Do you think I need the extra towels?


----------



## Ignitus (Nov 15, 2010)

puckacostello said:


> They look like autoglym ones to me, the ones that are supplied with HD wax :thumb:


Got it in one! :thumb:


----------



## Ignitus (Nov 15, 2010)

D-Dub said:


> Nice collection! What do you use the Marolex Master 1500 Sprayer for? Any good for applying foaming shampoo?


It just works like a spray bottle (no foaming). I use it for ONR mostly, but also for the Valet Pro orange pre wash.


----------



## ionutz_cjv5 (Feb 18, 2011)

very nice


----------



## White-r26 (Dec 14, 2010)

Nice collection, were do u get your bottles from? The grey 1's???


----------



## Ignitus (Nov 15, 2010)

White-r26 said:


> Nice collection, were do u get your bottles from? The grey 1's???


:wave: Thanks. Autobrite Direct.

http://shop.autobritedirect.co.uk/500ml-clear-plastic-flip-top-bottle-934-p.asp

http://shop.autobritedirect.co.uk/chemical-resistant-trigger-1081-p.asp


----------



## CraigQQ (Jan 20, 2011)

i wouldnt say you need the towels.. however... to buy blacklight and v7 seperately. its £32.90 to buy the kit with towels, and applicator its £32.95... 2 towels and an applicator for 5 pence? surely cant be turned down!!


----------



## Lovescars (Dec 17, 2010)

nice collection were you get the autogylm spray bottles ?


----------



## gkerr4 (Oct 27, 2005)

craigQQ is right - it's worth the 5p for the towels and applicator - remember to use the DW1 or DW2 code for either 15% off or free delivery.
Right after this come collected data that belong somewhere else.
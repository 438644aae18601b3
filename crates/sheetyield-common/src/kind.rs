use std::fmt;

/// Scalar or structural type of a schema field.
///
/// `Map` is not modeled here: per the schema the core works against, a
/// `map` field is always a `repeated` field of a synthetic two-field
/// `{key, value}` message (see [`Cardinality`]).
#[derive(Debug, Clone, Copy, PartialEq, Eq, Hash)]
pub enum Kind {
    Double,
    Float,
    I32,
    U32,
    I64,
    U64,
    Bool,
    Enum,
    String,
    Message,
}

impl Kind {
    /// Whether this kind can back a [`crate::Key`] in a store's key list.
    pub fn is_key_capable(self) -> bool {
        matches!(
            self,
            Kind::I32 | Kind::U32 | Kind::I64 | Kind::U64 | Kind::Enum | Kind::String
        )
    }

    /// Whether this kind is one of the six numeric kinds coerced via `set_number`/`add_number`.
    pub fn is_numeric(self) -> bool {
        matches!(
            self,
            Kind::Double | Kind::Float | Kind::I32 | Kind::U32 | Kind::I64 | Kind::U64
        )
    }
}

impl fmt::Display for Kind {
    fn fmt(&self, f: &mut fmt::Formatter<'_>) -> fmt::Result {
        let s = match self {
            Kind::Double => "double",
            Kind::Float => "float",
            Kind::I32 => "i32",
            Kind::U32 => "u32",
            Kind::I64 => "i64",
            Kind::U64 => "u64",
            Kind::Bool => "bool",
            Kind::Enum => "enum",
            Kind::String => "string",
            Kind::Message => "message",
        };
        f.write_str(s)
    }
}

/// Field cardinality: how many values a field carries.
///
/// `singular` folds the source schema's required/optional distinction —
/// the core treats both identically (a missing required field simply
/// stays at its default, it is never a hard error on its own).
#[derive(Debug, Clone, Copy, PartialEq, Eq, Hash)]
pub enum Cardinality {
    Singular,
    Repeated,
    Map,
}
i also have received this kit this week - I am stunned by how good the blacklight product is - and the V7 - both would make excellent additions to your collection


----------



## CraigQQ (Jan 20, 2011)

v7 is the real find for me. the stuff is fantastic and had replaced UQD in my collection.. 

UQD is kept in car for softening/removing bird droppings now (so i can get rid asap)


----------



## White-r26 (Dec 14, 2010)

Lovescars said:


> nice collection were you get the autogylm spray bottles ?
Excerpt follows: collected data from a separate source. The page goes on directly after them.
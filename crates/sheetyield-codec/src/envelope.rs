//! The binary container: a fixed magic, the scheme name, the key-field
//! ordering used to build the store, and one self-contained encoded
//! record per row.

use serde::{Deserialize, Serialize};
use sheetyield_common::Record;

use crate::error::{DecodeError, EncodeError};

pub const MAGIC: u32 = 0x09CC_9A4B;

#[derive(Debug, Clone, Serialize, Deserialize)]
pub struct Envelope {
    pub magic: u32,
    pub scheme: String,
    pub keys: Vec<String>,
    pub datas: Vec<Vec<u8>>,
    /// Reserved; always empty in this revision.
    pub hash: String,
}

impl Envelope {
    /// Build an envelope from a flat, first-level record list (the order
    /// the Row Parser produced, not the store's nested order — the
    /// hierarchy is reconstructed from `keys` on load).
    pub fn build(scheme: &str, keys: &[String], records: &[Record]) -> Result<Self, EncodeError> {
        let datas = records
            .iter()
            .map(bincode::serialize)
            .collect::<Result<Vec<_>, _>>()?;
        Ok(Self {
            magic: MAGIC,
            scheme: scheme.to_string(),
            keys: keys.to_vec(),
            datas,
            hash: String::new(),
        })
    }

    pub fn to_bytes(&self) -> Result<Vec<u8>, EncodeError> {
        Ok(bincode::serialize(self)?)
    }

    /// Decode and verify the magic number. A mismatch means "not loaded" per the
    /// decoder contract — callers should treat this as an absent store, not panic.
    pub fn from_bytes(bytes: &[u8]) -> Result<Self, DecodeError> {
        let envelope: Envelope = bincode::deserialize(bytes)?;
        if envelope.magic != MAGIC {
            return Err(DecodeError::MagicMismatch {
                expected: MAGIC,
                found: envelope.magic,
            });
        }
        Ok(envelope)
    }

    pub fn records(&self) -> Result<Vec<Record>, DecodeError> {
        self.datas
            .iter()
            .map(|data| bincode::deserialize(data).map_err(DecodeError::from))
            .collect()
    }
}

#[cfg(test)]
mod tests {
    use super::*;
    use sheetyield_common::{Scalar, Value};
    use std::collections::BTreeMap;

    fn record(roleid: i64) -> Record {
        let mut fields = BTreeMap::new();
        fields.insert(1, Value::Scalar(Scalar::I64(roleid)));
        Value::Message(fields)
    }

    #[test]
    fn round_trips_through_bytes() {
        let records = vec![record(10001), record(10002)];
        let envelope = Envelope::build("Role", &["roleid".to_string()], &records).unwrap();
        let bytes = envelope.to_bytes().unwrap();

        let decoded = Envelope::from_bytes(&bytes).unwrap();
        assert_eq!(decoded.scheme, "Role");
        assert_eq!(decoded.keys, vec!["roleid".to_string()]);
        assert_eq!(decoded.records().unwrap(), records);
    }

    #[test]
    fn magic_mismatch_is_rejected() {
        let mut envelope = Envelope::build("Role", &["roleid".to_string()], &[]).unwrap();
        envelope.magic = 0xDEAD_BEEF;
        let bytes = envelope.to_bytes().unwrap();
        let err = Envelope::from_bytes(&bytes).unwrap_err();
        assert!(matches!(err, DecodeError::MagicMismatch { .. }));
    }

    #[test]
    fn truncated_bytes_are_rejected() {
        let records = vec![record(1)];
        let envelope = Envelope::build("Role", &["roleid".to_string()], &records).unwrap();
        let bytes = envelope.to_bytes().unwrap();
        let err = Envelope::from_bytes(&bytes[..bytes.len() / 2]).unwrap_err();
        assert!(matches!(err, DecodeError::Malformed(_)));
    }
}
I've got some, just search on that well know site for detailing bottles..

Sent from my iPhone using Tapatalk


----------



## Ignitus (Nov 15, 2010)

:wave: Another new purchase was delivered this week along with a few other bits!! :lol:










I need to get some pads, what would work well with the DA and Megs 105 - Ultra Cut & 205 - Ultra Finishing Polish?

Thanks.


----------